▶ GIVEN INFORMATION:
# # #

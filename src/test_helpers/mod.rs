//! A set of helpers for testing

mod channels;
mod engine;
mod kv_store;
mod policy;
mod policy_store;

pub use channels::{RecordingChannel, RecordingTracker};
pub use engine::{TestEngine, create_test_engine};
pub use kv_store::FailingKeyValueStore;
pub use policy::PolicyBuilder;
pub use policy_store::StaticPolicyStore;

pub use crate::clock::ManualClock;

# # #

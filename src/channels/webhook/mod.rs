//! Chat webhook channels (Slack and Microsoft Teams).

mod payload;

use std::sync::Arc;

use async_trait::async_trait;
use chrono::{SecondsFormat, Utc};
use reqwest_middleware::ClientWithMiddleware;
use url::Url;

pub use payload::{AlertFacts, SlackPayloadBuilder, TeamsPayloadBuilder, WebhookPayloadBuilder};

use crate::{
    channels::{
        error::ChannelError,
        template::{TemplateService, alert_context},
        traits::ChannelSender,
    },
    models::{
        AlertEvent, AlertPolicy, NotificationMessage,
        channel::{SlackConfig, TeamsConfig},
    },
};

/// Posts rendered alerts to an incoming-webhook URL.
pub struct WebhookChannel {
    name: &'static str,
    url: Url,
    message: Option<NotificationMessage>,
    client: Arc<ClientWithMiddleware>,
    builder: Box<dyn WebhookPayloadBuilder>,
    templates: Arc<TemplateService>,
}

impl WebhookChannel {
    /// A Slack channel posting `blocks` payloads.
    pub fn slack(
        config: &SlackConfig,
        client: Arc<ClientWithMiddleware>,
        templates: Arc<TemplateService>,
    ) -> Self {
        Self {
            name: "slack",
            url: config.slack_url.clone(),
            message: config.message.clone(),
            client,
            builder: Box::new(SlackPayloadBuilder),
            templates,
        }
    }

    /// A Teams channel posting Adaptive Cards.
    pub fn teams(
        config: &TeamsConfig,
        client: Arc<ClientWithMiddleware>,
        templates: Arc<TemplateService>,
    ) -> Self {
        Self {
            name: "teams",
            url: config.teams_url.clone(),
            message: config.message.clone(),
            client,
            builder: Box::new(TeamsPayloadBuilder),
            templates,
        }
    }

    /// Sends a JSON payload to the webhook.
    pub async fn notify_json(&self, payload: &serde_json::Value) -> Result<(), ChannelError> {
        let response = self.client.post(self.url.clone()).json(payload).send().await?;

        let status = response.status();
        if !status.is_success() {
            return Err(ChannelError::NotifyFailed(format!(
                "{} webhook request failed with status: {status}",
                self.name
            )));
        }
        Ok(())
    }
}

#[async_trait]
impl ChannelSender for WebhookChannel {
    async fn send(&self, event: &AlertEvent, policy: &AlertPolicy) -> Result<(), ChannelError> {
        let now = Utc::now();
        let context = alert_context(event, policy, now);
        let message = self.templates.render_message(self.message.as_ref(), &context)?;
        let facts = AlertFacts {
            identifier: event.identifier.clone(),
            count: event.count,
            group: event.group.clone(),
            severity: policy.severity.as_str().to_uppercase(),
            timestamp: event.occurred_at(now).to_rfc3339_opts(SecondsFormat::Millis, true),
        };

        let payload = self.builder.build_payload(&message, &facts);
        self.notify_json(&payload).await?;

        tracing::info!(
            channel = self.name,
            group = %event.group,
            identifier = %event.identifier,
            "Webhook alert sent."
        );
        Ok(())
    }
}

# # #

▶ INSTRUCTIONS TO FOLLOW: When you reach the line with "pub use policy_store::StaticPolicyStore;" in the records above, start writing out lines exactly, and stop once the line with "pub use crate::clock::ManualClock;" has been written; include nothing else.

▶ RESPONSE AREA:
pub use policy_store::StaticPolicyStore;

pub use crate::clock::ManualClock;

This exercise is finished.